> **Goal of the exercise**: The data below has to be returned exactly, down to the last character.

> **Data records**:
■ ■ ■ ■ ■ ■ ■

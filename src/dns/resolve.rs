use crate::base::neterror::NetError;
use std::fmt;
use std::future::Future;
use std::net::SocketAddr;
use std::pin::Pin;
use std::sync::Arc;

/// The host part of a target URL, as handed to a resolver.
#[derive(Clone, PartialEq, Eq, Hash)]
pub struct Name(Box<str>);

impl Name {
    pub fn new(host: impl Into<Box<str>>) -> Self {
        Self(host.into())
    }

    pub fn as_str(&self) -> &str {
        &self.0
    }
}

impl From<&str> for Name {
    fn from(host: &str) -> Self {
        Self::new(host)
    }
}

impl fmt::Debug for Name {
    fn fmt(&self, f: &mut fmt::Formatter<'_>) -> fmt::Result {
        write!(f, "{:?}", self.0)
    }
}

impl fmt::Display for Name {
    fn fmt(&self, f: &mut fmt::Formatter<'_>) -> fmt::Result {
        f.write_str(&self.0)
    }
}

/// Resolved addresses. Ports are left at 0; the caller knows the target port.
pub type Addrs = Box<dyn Iterator<Item = SocketAddr> + Send>;

/// Alias for the `Future` type returned by a DNS resolver.
pub type Resolving = Pin<Box<dyn Future<Output = Result<Addrs, NetError>> + Send>>;

/// Name resolution for the DNS phase of a probe.
///
/// The probe times whatever implementation it is given, so tests can plug in
/// a resolver that answers instantly.
pub trait Resolve: Send + Sync {
    fn resolve(&self, name: Name) -> Resolving;
}

impl<R: Resolve + ?Sized> Resolve for Arc<R> {
    fn resolve(&self, name: Name) -> Resolving {
        R::resolve(self, name)
    }
}

#[cfg(test)]
mod tests {
    use super::*;
    use std::net::{IpAddr, Ipv6Addr};

    struct FixedResolver(Vec<SocketAddr>);

    impl Resolve for FixedResolver {
        fn resolve(&self, _name: Name) -> Resolving {
            let addrs = self.0.clone();
            Box::pin(async move { Ok(Box::new(addrs.into_iter()) as Addrs) })
        }
    }

    #[test]
    fn test_name_display_and_debug() {
        let name = Name::from("echo.example.org");
        assert_eq!(name.as_str(), "echo.example.org");
        assert_eq!(name.to_string(), "echo.example.org");
        assert_eq!(format!("{name:?}"), "\"echo.example.org\"");
    }

    #[tokio::test]
    async fn test_arc_dyn_resolver() {
        let v6 = SocketAddr::new(IpAddr::V6(Ipv6Addr::LOCALHOST), 0);
        let resolver: Arc<dyn Resolve> = Arc::new(FixedResolver(vec![v6]));

        let addrs: Vec<_> = resolver.resolve(Name::new("any.test")).await.unwrap().collect();
        assert_eq!(addrs, vec![v6]);
    }
}
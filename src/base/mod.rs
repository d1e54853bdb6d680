//! Transport errors.
//!
//! [`NetError`](neterror::NetError) is what every network step returns.

pub mod neterror;
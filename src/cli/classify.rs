use super::error::ConnectionError;
use crate::base::neterror::NetError;
use url::Url;

/// Sort a failed probe into a category the user can act on.
pub fn classify(error: NetError, target: &Url) -> ConnectionError {
    let url = target.to_string();
    match error {
        NetError::TlsHandshakeMismatch { .. } => ConnectionError::TlsExpectedButAbsent {
            url,
            source: error,
        },
        source => ConnectionError::Generic { url, source },
    }
}
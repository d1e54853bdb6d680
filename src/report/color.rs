use colored::Colorize;

/// 24-bit colouring through `colored`, or none at all.
///
/// `colored` still has the last word when enabled: it drops the escapes
/// when stdout is not a terminal or `NO_COLOR` is set.
#[derive(Debug, Clone, Copy, PartialEq, Eq)]
pub struct Palette {
    use_color: bool,
}

// #ff6600, the orange of the WebSocket logo.
const ORANGE: (u8, u8, u8) = (255, 102, 0);
// #d3f9b5
const TEA_GREEN: (u8, u8, u8) = (211, 249, 181);

impl Palette {
    pub fn new(use_color: bool) -> Self {
        Self { use_color }
    }

    pub fn plain() -> Self {
        Self::new(false)
    }

    pub fn orange(&self, text: &str) -> String {
        self.paint(ORANGE, text)
    }

    pub fn green(&self, text: &str) -> String {
        self.paint(TEA_GREEN, text)
    }

    fn paint(&self, (r, g, b): (u8, u8, u8), text: &str) -> String {
        if self.use_color {
            text.truecolor(r, g, b).to_string()
        } else {
            text.to_string()
        }
    }
}
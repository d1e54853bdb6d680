use bytes::Bytes;
use serde_json::{Map, Value};
use std::fmt;

/// A reply payload, classified once when it is decoded.
#[derive(Debug, Clone, PartialEq, Default)]
pub enum Response {
    /// Nothing to show, e.g. a ping probe.
    #[default]
    Absent,
    /// A JSON object, keys in the order the server sent them.
    Object(Map<String, Value>),
    /// A JSON array, or every reply of a burst.
    Sequence(Vec<Response>),
    /// Anything else, kept as received.
    Raw(Bytes),
}

impl Response {
    /// Classify a single reply payload. Payloads that are not a JSON object
    /// or array stay raw.
    pub fn decode(data: Bytes) -> Self {
        match serde_json::from_slice::<Value>(&data) {
            Ok(Value::Object(map)) => Response::Object(map),
            Ok(Value::Array(items)) => {
                Response::Sequence(items.into_iter().map(Response::from_value).collect())
            }
            _ => Response::Raw(data),
        }
    }

    /// Build the response of a whole probe: no replies is `Absent`, one reply
    /// is that reply, several replies become a `Sequence` in arrival order.
    /// With `structured` unset the payloads are kept raw.
    pub fn from_replies(replies: Vec<Bytes>, structured: bool) -> Self {
        let decode = |data: Bytes| {
            if structured {
                Response::decode(data)
            } else {
                Response::Raw(data)
            }
        };

        let mut replies = replies.into_iter().map(decode).collect::<Vec<_>>();
        match replies.len() {
            0 => Response::Absent,
            1 => replies.remove(0),
            _ => Response::Sequence(replies),
        }
    }

    fn from_value(value: Value) -> Self {
        match value {
            Value::Object(map) => Response::Object(map),
            Value::Array(items) => {
                Response::Sequence(items.into_iter().map(Response::from_value).collect())
            }
            Value::String(s) => Response::Raw(Bytes::from(s)),
            other => Response::Raw(Bytes::from(other.to_string())),
        }
    }

    pub fn is_absent(&self) -> bool {
        matches!(self, Response::Absent)
    }

    /// An object carrying a `jsonrpc` member.
    pub fn is_json_rpc(&self) -> bool {
        matches!(self, Response::Object(map) if map.contains_key("jsonrpc"))
    }
}

/// The native form: objects as `{key: value}`, sequences as `[a, b]`, raw
/// payloads as (lossy) UTF-8 text. Strings are not quoted.
impl fmt::Display for Response {
    fn fmt(&self, f: &mut fmt::Formatter<'_>) -> fmt::Result {
        match self {
            Response::Absent => Ok(()),
            Response::Object(map) => fmt_object(map, f),
            Response::Sequence(items) => {
                f.write_str("[")?;
                for (i, item) in items.iter().enumerate() {
                    if i > 0 {
                        f.write_str(", ")?;
                    }
                    fmt::Display::fmt(item, f)?;
                }
                f.write_str("]")
            }
            Response::Raw(data) => f.write_str(&String::from_utf8_lossy(data)),
        }
    }
}

fn fmt_object(map: &Map<String, Value>, f: &mut fmt::Formatter<'_>) -> fmt::Result {
    f.write_str("{")?;
    for (i, (key, value)) in map.iter().enumerate() {
        if i > 0 {
            f.write_str(", ")?;
        }
        write!(f, "{key}: ")?;
        fmt_value(value, f)?;
    }
    f.write_str("}")
}

fn fmt_value(value: &Value, f: &mut fmt::Formatter<'_>) -> fmt::Result {
    match value {
        Value::String(s) => f.write_str(s),
        Value::Object(map) => fmt_object(map, f),
        Value::Array(items) => {
            f.write_str("[")?;
            for (i, item) in items.iter().enumerate() {
                if i > 0 {
                    f.write_str(", ")?;
                }
                fmt_value(item, f)?;
            }
            f.write_str("]")
        }
        other => write!(f, "{other}"),
    }
}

■ ■ ■ ■ ■ ■ ■

> **Exercise answer**:
filename src/dns/resolve.rs
use crate::base::neterror::NetError;
use std::fmt;
use std::future::Future;
use std::net::SocketAddr;
use std::pin::Pin;
use std::sync::Arc;

/// The host part of a target URL, as handed to a resolver.
#[derive(Clone, PartialEq, Eq, Hash)]
pub struct Name(Box<str>);

impl Name {
    pub fn new(host: impl Into<Box<str>>) -> Self {
        Self(host.into())
    }

    pub fn as_str(&self) -> &str {
        &self.0
    }
}

impl From<&str> for Name {
    fn from(host: &str) -> Self {
        Self::new(host)
    }
}

impl fmt::Debug for Name {
    fn fmt(&self, f: &mut fmt::Formatter<'_>) -> fmt::Result {
        write!(f, "{:?}", self.0)
    }
}

impl fmt::Display for Name {
    fn fmt(&self, f: &mut fmt::Formatter<'_>) -> fmt::Result {
        f.write_str(&self.0)
    }
}

/// Resolved addresses. Ports are left at 0; the caller knows the target port.
pub type Addrs = Box<dyn Iterator<Item = SocketAddr> + Send>;

/// Alias for the `Future` type returned by a DNS resolver.
pub type Resolving = Pin<Box<dyn Future<Output = Result<Addrs, NetError>> + Send>>;

/// Name resolution for the DNS phase of a probe.
///
/// The probe times whatever implementation it is given, so tests can plug in
/// a resolver that answers instantly.
pub trait Resolve: Send + Sync {
    fn resolve(&self, name: Name) -> Resolving;
}

impl<R: Resolve + ?Sized> Resolve for Arc<R> {
    fn resolve(&self, name: Name) -> Resolving {
        R::resolve(self, name)
    }
}

#[cfg(test)]
mod tests {
    use super::*;
    use std::net::{IpAddr, Ipv6Addr};

    struct FixedResolver(Vec<SocketAddr>);

    impl Resolve for FixedResolver {
        fn resolve(&self, _name: Name) -> Resolving {
            let addrs = self.0.clone();
            Box::pin(async move { Ok(Box::new(addrs.into_iter()) as Addrs) })
        }
    }

    #[test]
    fn test_name_display_and_debug() {
        let name = Name::from("echo.example.org");
        assert_eq!(name.as_str(), "echo.example.org");
        assert_eq!(name.to_string(), "echo.example.org");
        assert_eq!(format!("{name:?}"), "\"echo.example.org\"");
    }

    #[tokio::test]
    async fn test_arc_dyn_resolver() {
        let v6 = SocketAddr::new(IpAddr::V6(Ipv6Addr::LOCALHOST), 0);
        let resolver: Arc<dyn Resolve> = Arc::new(FixedResolver(vec![v6]));

        let addrs: Vec<_> = resolver.resolve(Name::new("any.test")).await.unwrap().collect();
        assert_eq!(addrs, vec![v6]);
    }
}
filename src/base/mod.rs
repository d1e54853bdb6d680
//! Transport errors.
//!
//! [`NetError`](neterror::NetError) is what every network step returns.

pub mod neterror;
filename src/cli/classify.rs
use super::error::ConnectionError;
use crate::base::neterror::NetError;
use url::Url;

/// Sort a failed probe into a category the user can act on.
pub fn classify(error: NetError, target: &Url) -> ConnectionError {
    let url = target.to_string();
    match error {
        NetError::TlsHandshakeMismatch { .. } => ConnectionError::TlsExpectedButAbsent {
            url,
            source: error,
        },
        source => ConnectionError::Generic { url, source },
    }
}
repository d1e54853bdb6d680
filename src/report/color.rs
use colored::Colorize;

/// 24-bit colouring through `colored`, or none at all.
///
/// `colored` still has the last word when enabled: it drops the escapes
/// when stdout is not a terminal or `NO_COLOR` is set.
#[derive(Debug, Clone, Copy, PartialEq, Eq)]
pub struct Palette {
    use_color: bool,
}

// #ff6600, the orange of the WebSocket logo.
const ORANGE: (u8, u8, u8) = (255, 102, 0);
// #d3f9b5
const TEA_GREEN: (u8, u8, u8) = (211, 249, 181);

impl Palette {
    pub fn new(use_color: bool) -> Self {
        Self { use_color }
    }

    pub fn plain() -> Self {
        Self::new(false)
    }

    pub fn orange(&self, text: &str) -> String {
        self.paint(ORANGE, text)
    }

    pub fn green(&self, text: &str) -> String {
        self.paint(TEA_GREEN, text)
    }

    fn paint(&self, (r, g, b): (u8, u8, u8), text: &str) -> String {
        if self.use_color {
            text.truecolor(r, g, b).to_string()
        } else {
            text.to_string()
        }
    }
}
repository d1e54853bdb6d680
use bytes::Bytes;
use serde_json::{Map, Value};
use std::fmt;

/// A reply payload, classified once when it is decoded.
#[derive(Debug, Clone, PartialEq, Default)]
pub enum Response {
    /// Nothing to show, e.g. a ping probe.
    #[default]
    Absent,
    /// A JSON object, keys in the order the server sent them.
    Object(Map<String, Value>),
    /// A JSON array, or every reply of a burst.
    Sequence(Vec<Response>),
    /// Anything else, kept as received.
    Raw(Bytes),
}

impl Response {
    /// Classify a single reply payload. Payloads that are not a JSON object
    /// or array stay raw.
    pub fn decode(data: Bytes) -> Self {
        match serde_json::from_slice::<Value>(&data) {
            Ok(Value::Object(map)) => Response::Object(map),
            Ok(Value::Array(items)) => {
                Response::Sequence(items.into_iter().map(Response::from_value).collect())
            }
            _ => Response::Raw(data),
        }
    }

    /// Build the response of a whole probe: no replies is `Absent`, one reply
    /// is that reply, several replies become a `Sequence` in arrival order.
    /// With `structured` unset the payloads are kept raw.
    pub fn from_replies(replies: Vec<Bytes>, structured: bool) -> Self {
        let decode = |data: Bytes| {
            if structured {
                Response::decode(data)
            } else {
                Response::Raw(data)
            }
        };

        let mut replies = replies.into_iter().map(decode).collect::<Vec<_>>();
        match replies.len() {
            0 => Response::Absent,
            1 => replies.remove(0),
            _ => Response::Sequence(replies),
        }
    }

    fn from_value(value: Value) -> Self {
        match value {
            Value::Object(map) => Response::Object(map),
            Value::Array(items) => {
                Response::Sequence(items.into_iter().map(Response::from_value).collect())
            }
            Value::String(s) => Response::Raw(Bytes::from(s)),
            other => Response::Raw(Bytes::from(other.to_string())),
        }
    }

    pub fn is_absent(&self) -> bool {
        matches!(self, Response::Absent)
    }

    /// An object carrying a `jsonrpc` member.
    pub fn is_json_rpc(&self) -> bool {
        matches!(self, Response::Object(map) if map.contains_key("jsonrpc"))
    }
}

/// The native form: objects as `{key: value}`, sequences as `[a, b]`, raw
/// payloads as (lossy) UTF-8 text. Strings are not quoted.
impl fmt::Display for Response {
    fn fmt(&self, f: &mut fmt::Formatter<'_>) -> fmt::Result {
        match self {
            Response::Absent => Ok(()),
            Response::Object(map) => fmt_object(map, f),
            Response::Sequence(items) => {
                f.write_str("[")?;
                for (i, item) in items.iter().enumerate() {
                    if i > 0 {
                        f.write_str(", ")?;
                    }
                    fmt::Display::fmt(item, f)?;
                }
                f.write_str("]")
            }
            Response::Raw(data) => f.write_str(&String::from_utf8_lossy(data)),
        }
    }
}

fn fmt_object(map: &Map<String, Value>, f: &mut fmt::Formatter<'_>) -> fmt::Result {
    f.write_str("{")?;
    for (i, (key, value)) in map.iter().enumerate() {
        if i > 0 {
            f.write_str(", ")?;
        }
        write!(f, "{key}: ")?;
        fmt_value(value, f)?;
    }
    f.write_str("}")
}

fn fmt_value(value: &Value, f: &mut fmt::Formatter<'_>) -> fmt::Result {
    match value {
        Value::String(s) => f.write_str(s),
        Value::Object(map) => fmt_object(map, f),
        Value::Array(items) => {
            f.write_str("[")?;
            for (i, item) in items.iter().enumerate() {
                if i > 0 {
                    f.write_str(", ")?;
                }
                fmt_value(item, f)?;
            }
            f.write_str("]")
        }
        other => write!(f, "{other}"),
    }
}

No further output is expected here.